B. Regulate and Lose Potential Revenue
Legislation to regulate daily fantasy sports has been proposed in New Jersey. The proposal allows a casino licensee or a DFS provider to operate a DFS game, while setting certain parameters. The requirements include: (1) the outcome must be determined by statistics generated by actual individuals participating in real professional or collegiate athletic events; (2) all prizes offered must be established and disclosed in advance to all participants; and (3) the outcome cannot be solely based on the performance of one athlete or of a single team or combination of real teams. The proposal classifies DFS games as a game of skill, not a game of chance, and resembles the current regulations excluding any entry fee, management fee, or other revenue generated from a game from gross revenue. Such a proposal treats DFS different than any other game offered by casinos in New Jersey and essentially ignores almost all current law on the matter. Furthermore, such an approach deprives the State of potential revenue which could be dedicated to senior citizens and disabled residents as described above. This anticipated legislation appears to be what the DFS industry supports: a semi-regulated industry subject to no gaming taxes.
C. Declare DFS as Unregulated
A final option would be the most complex and potentially involves repealing all statutes related to games of chance and skill, thus nullifying any gambling prohibitions, thus legalizing DFS. This represents the least feasible option as it would then allow gambling outside of currently regulated facilities in New Jersey by unlicensed entities. This could also run afoul of the state constitutional limitations on how gaming is regulated by leaving no regulatory structures in place.

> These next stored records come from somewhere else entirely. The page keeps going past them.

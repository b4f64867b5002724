//! This module provides the Model struct for representing an entire metabolic model
use std::collections::HashSet;
use std::fmt::{Display, Formatter};

use indexmap::IndexMap;
use thiserror::Error;

use crate::metabolic::gene::{Gene, GeneActivity};
use crate::metabolic::metabolite::Metabolite;
use crate::metabolic::reaction::Reaction;
use crate::optimize::ObjectiveSense;

/// Represents a Genome Scale Metabolic Model
#[derive(Clone, Debug)]
pub struct Model {
    /// Id associated with the Model
    pub id: Option<String>,
    /// Human readable name of the model
    pub name: Option<String>,
    /// Map of reaction ids to Reactions
    pub reactions: IndexMap<String, Reaction>,
    /// Map of metabolite ids to Metabolites
    pub metabolites: IndexMap<String, Metabolite>,
    /// Map of gene ids to Genes
    pub genes: IndexMap<String, Gene>,
    /// Map of reaction ids to objective function coefficients
    pub objective: IndexMap<String, f64>,
    /// Direction of the objective
    pub objective_sense: ObjectiveSense,
    /// Compartments in the model, {short name: long name}
    pub compartments: IndexMap<String, String>,
}

impl Default for Model {
    fn default() -> Self {
        Model::new_empty()
    }
}

impl Model {
    pub fn new_empty() -> Self {
        Model {
            id: None,
            name: None,
            reactions: IndexMap::new(),
            metabolites: IndexMap::new(),
            genes: IndexMap::new(),
            objective: IndexMap::new(),
            objective_sense: ObjectiveSense::Maximize,
            compartments: IndexMap::new(),
        }
    }

    //region Building

    /// Add a reaction to the model, any metabolite or gene it references which the model
    /// does not yet know about is added as well
    ///
    /// # Examples
    /// ```rust
    /// use metabolic_chat::metabolic::model::Model;
    /// use metabolic_chat::metabolic::reaction::ReactionBuilder;
    /// let mut model = Model::new_empty();
    /// let new_reaction = ReactionBuilder::default().id("new_reaction".to_string()).build().unwrap();
    /// model.add_reaction(new_reaction);
    /// assert_eq!(model.reactions.len(), 1);
    /// ```
    pub fn add_reaction(&mut self, reaction: Reaction) {
        for met in reaction.metabolite_ids() {
            if !self.metabolites.contains_key(met) {
                self.metabolites
                    .insert(met.clone(), Metabolite::new_id_only(met));
            }
        }
        if let Some(gpr) = &reaction.gpr {
            for gene in gpr.genes() {
                if !self.genes.contains_key(&gene) {
                    self.genes.insert(gene.clone(), Gene::new_id_only(&gene));
                }
            }
        }
        let id = reaction.id.clone();
        self.reactions.insert(id, reaction);
    }

    /// Add a gene to the model
    pub fn add_gene(&mut self, gene: Gene) {
        let id = gene.id.clone();
        self.genes.insert(id, gene);
    }

    /// Add a metabolite to the model
    pub fn add_metabolite(&mut self, metabolite: Metabolite) {
        let id = metabolite.id.clone();
        self.metabolites.insert(id, metabolite);
    }

    /// Replace the objective with `coefficients` and set its direction
    ///
    /// Every reaction named in `coefficients` must be part of the model.
    pub fn set_objective(
        &mut self,
        coefficients: IndexMap<String, f64>,
        sense: ObjectiveSense,
    ) -> Result<(), ModelError> {
        if let Some(missing) = coefficients
            .keys()
            .find(|id| !self.reactions.contains_key(*id))
        {
            return Err(ModelError::ReactionNotFound(missing.clone()));
        }
        self.objective = coefficients;
        self.objective_sense = sense;
        Ok(())
    }

    /// Set the flux bounds of a reaction
    pub fn set_reaction_bounds(
        &mut self,
        reaction_id: &str,
        lower_bound: f64,
        upper_bound: f64,
    ) -> Result<(), ModelError> {
        if lower_bound.is_nan() || upper_bound.is_nan() || lower_bound > upper_bound {
            return Err(ModelError::InvalidBounds {
                reaction: reaction_id.to_string(),
                lower_bound,
                upper_bound,
            });
        }
        let reaction = self
            .reactions
            .get_mut(reaction_id)
            .ok_or_else(|| ModelError::ReactionNotFound(reaction_id.to_string()))?;
        reaction.lower_bound = lower_bound;
        reaction.upper_bound = upper_bound;
        Ok(())
    }

    //endregion Building

    //region Lookups

    /// Find a reaction by id, or failing that by its name (case-insensitive)
    pub fn find_reaction(&self, id_or_name: &str) -> Option<&Reaction> {
        self.reactions.get(id_or_name).or_else(|| {
            self.reactions.values().find(|r| {
                r.name
                    .as_deref()
                    .is_some_and(|n| n.eq_ignore_ascii_case(id_or_name))
            })
        })
    }

    /// Find a metabolite by id, or failing that by its name (case-insensitive)
    pub fn find_metabolite(&self, id_or_name: &str) -> Option<&Metabolite> {
        self.metabolites.get(id_or_name).or_else(|| {
            self.metabolites.values().find(|m| {
                m.name
                    .as_deref()
                    .is_some_and(|n| n.eq_ignore_ascii_case(id_or_name))
            })
        })
    }

    /// Find a gene by id, or failing that by its name (case-insensitive)
    pub fn find_gene(&self, id_or_name: &str) -> Option<&Gene> {
        self.genes.get(id_or_name).or_else(|| {
            self.genes.values().find(|g| {
                g.name
                    .as_deref()
                    .is_some_and(|n| n.eq_ignore_ascii_case(id_or_name))
            })
        })
    }

    /// Reactions in which the metabolite takes part
    pub fn reactions_for_metabolite(&self, metabolite_id: &str) -> Vec<&Reaction> {
        self.reactions
            .values()
            .filter(|r| r.metabolites.contains_key(metabolite_id))
            .collect()
    }

    /// Reactions whose GPR references the gene
    pub fn reactions_for_gene(&self, gene_id: &str) -> Vec<&Reaction> {
        self.reactions
            .values()
            .filter(|r| {
                r.gpr
                    .as_ref()
                    .is_some_and(|gpr| gpr.genes().iter().any(|g| g == gene_id))
            })
            .collect()
    }

    /// Distinct, non-empty reaction subsystems in model order
    pub fn subsystems(&self) -> Vec<&str> {
        let mut seen = HashSet::new();
        self.reactions
            .values()
            .filter_map(|r| r.subsystem.as_deref())
            .filter(|s| !s.is_empty() && seen.insert(*s))
            .collect()
    }

    /// Compartment long names as a quoted list, e.g. `['cytosol', 'periplasm']`
    pub fn compartment_list(&self) -> String {
        let names: Vec<String> = self
            .compartments
            .values()
            .map(|name| format!("'{}'", name))
            .collect();
        format!("[{}]", names.join(", "))
    }

    /// Objective as a linear expression string, e.g. `1.0*BIOMASS_Ecoli`
    pub fn objective_expression(&self) -> String {
        self.objective
            .iter()
            .map(|(rxn, coef)| format!("{:?}*{}", coef, rxn))
            .collect::<Vec<_>>()
            .join(" + ")
    }

    /// Whether the model has at least one non-zero objective coefficient
    pub fn has_objective(&self) -> bool {
        self.objective.values().any(|c| *c != 0.)
    }

    //endregion Lookups
}

// region GPR Functionality
/// Representation of a Gene Protein Reaction Rule as an AST
#[derive(Clone, Debug, PartialEq)]
pub enum Gpr {
    /// Operation on one or two sub-rules (see [`GprOperation`])
    Operation(GprOperation),
    /// A terminal gene node, holding the gene id
    GeneNode(String),
}

impl Display for Gpr {
    fn fmt(&self, f: &mut Formatter<'_>) -> std::fmt::Result {
        match self {
            Gpr::Operation(GprOperation::Or { left, right }) => {
                write!(f, "({} or {})", left, right)
            }
            Gpr::Operation(GprOperation::And { left, right }) => {
                write!(f, "({} and {})", left, right)
            }
            Gpr::Operation(GprOperation::Not { val }) => write!(f, "(not {})", val),
            Gpr::GeneNode(gene) => write!(f, "{}", gene),
        }
    }
}

impl Gpr {
    /// Create a new binary operation node
    pub fn new_binary_operation(
        left: Gpr,
        operator: GprOperatorType,
        right: Gpr,
    ) -> Result<Gpr, GprError> {
        let op = match operator {
            GprOperatorType::Or => GprOperation::Or {
                left: Box::new(left),
                right: Box::new(right),
            },
            GprOperatorType::And => GprOperation::And {
                left: Box::new(left),
                right: Box::new(right),
            },
            GprOperatorType::Not => return Err(GprError::InvalidBinaryOp),
        };
        Ok(Gpr::Operation(op))
    }

    /// Create a new unary operation node
    pub fn new_unary_operation(operator: GprOperatorType, operand: Gpr) -> Result<Gpr, GprError> {
        match operator {
            GprOperatorType::Not => Ok(Gpr::Operation(GprOperation::Not {
                val: Box::new(operand),
            })),
            _ => Err(GprError::InvalidUnaryOp),
        }
    }

    /// Create a new gene node
    pub fn new_gene_node(gene: &str) -> Gpr {
        Gpr::GeneNode(gene.to_string())
    }

    /// Ids of all genes referenced in the rule, in order of first appearance
    pub fn genes(&self) -> Vec<String> {
        let mut out = Vec::new();
        self.collect_genes(&mut out);
        out
    }

    fn collect_genes(&self, out: &mut Vec<String>) {
        match self {
            Gpr::GeneNode(gene) => {
                if !out.contains(gene) {
                    out.push(gene.clone());
                }
            }
            Gpr::Operation(GprOperation::Or { left, right })
            | Gpr::Operation(GprOperation::And { left, right }) => {
                left.collect_genes(out);
                right.collect_genes(out);
            }
            Gpr::Operation(GprOperation::Not { val }) => val.collect_genes(out),
        }
    }
}

/// Possible operations on genes
#[derive(Clone, Debug, PartialEq)]
pub enum GprOperation {
    Or { left: Box<Gpr>, right: Box<Gpr> },
    And { left: Box<Gpr>, right: Box<Gpr> },
    Not { val: Box<Gpr> },
}

/// Types of Allowed GPR Operations
pub enum GprOperatorType {
    /// Or, results in active if either left or right are active
    Or,
    /// And, results in active if both left and right are active
    And,
    /// Not, results in active if val is inactive
    Not,
}

#[derive(Clone, Debug, Error, PartialEq)]
pub enum GprError {
    #[error("Invalid binary operation")]
    InvalidBinaryOp,
    #[error("Invalid unary operation")]
    InvalidUnaryOp,
    #[error("Gene '{0}' in GPR is not present in the model")]
    GeneNotFound(String),
}

// Model associated functions for working with GPRs
impl Model {
    /// Evaluate whether a GPR is active, treating every gene in `knocked_out` as inactive
    /// in addition to the genes already marked inactive in the model
    pub fn eval_gpr(
        &self,
        gpr: &Gpr,
        knocked_out: &HashSet<String>,
    ) -> Result<GeneActivity, GprError> {
        let active = match gpr {
            Gpr::Operation(GprOperation::Or { left, right }) => {
                self.eval_gpr(left, knocked_out)? == GeneActivity::Active
                    || self.eval_gpr(right, knocked_out)? == GeneActivity::Active
            }
            Gpr::Operation(GprOperation::And { left, right }) => {
                self.eval_gpr(left, knocked_out)? == GeneActivity::Active
                    && self.eval_gpr(right, knocked_out)? == GeneActivity::Active
            }
            Gpr::Operation(GprOperation::Not { val }) => {
                self.eval_gpr(val, knocked_out)? == GeneActivity::Inactive
            }
            Gpr::GeneNode(gene) => match self.genes.get(gene) {
                Some(g) => g.activity == GeneActivity::Active && !knocked_out.contains(gene),
                None => return Err(GprError::GeneNotFound(gene.clone())),
            },
        };
        Ok(if active {
            GeneActivity::Active
        } else {
            GeneActivity::Inactive
        })
    }

    /// Ids of the reactions which can no longer carry flux once the given genes are knocked out
    ///
    /// Only reactions with a GPR referencing a knocked out gene are considered, reactions
    /// without a GPR are never disabled.
    pub fn disabled_reactions_for_genes(
        &self,
        gene_ids: &[String],
    ) -> Result<Vec<String>, GprError> {
        let knocked_out: HashSet<String> = gene_ids.iter().cloned().collect();
        let mut disabled = Vec::new();
        for reaction in self.reactions.values() {
            let Some(gpr) = &reaction.gpr else {
                continue;
            };
            if !gpr.genes().iter().any(|g| knocked_out.contains(g)) {
                continue;
            }
            if self.eval_gpr(gpr, &knocked_out)? == GeneActivity::Inactive {
                disabled.push(reaction.id.clone());
            }
        }
        Ok(disabled)
    }
}

// endregion GPR Functionality

/// Errors raised when modifying a model
#[derive(Clone, Debug, Error, PartialEq)]
pub enum ModelError {
    #[error("Reaction '{0}' not found in model.")]
    ReactionNotFound(String),
    #[error("Invalid bounds for '{reaction}': [{lower_bound}, {upper_bound}]")]
    InvalidBounds {
        reaction: String,
        lower_bound: f64,
        upper_bound: f64,
    },
}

New Jersey, home to the second largest gaming marketplace in the nation, has an opportunity to protect consumers, while fostering a vibrant growing marketplace. At the same time, the appropriate classification of DFS as gambling should occur. While some may fear this will result in residents not being able to play these games, which is far from the truth. Simultaneously, the State should take the opportunity to design a regulatory framework, applying existing standards for regulating gaming and taxing gross revenues, whether from an in-person or Internet wager, and apply it to DFS operators, allowing the State to protect consumers, while also realizing revenue for valuable programs supporting vulnerable populations, all while not permitting a gambling enterprise to operate in a regulatory vacuum.
*Christopher Hughes received his J.D. from Rutgers School of Law - Camden in 2015. He served as Managing Notes Editor for the Rutgers Journal of Law and Public Policy from 2014-2015.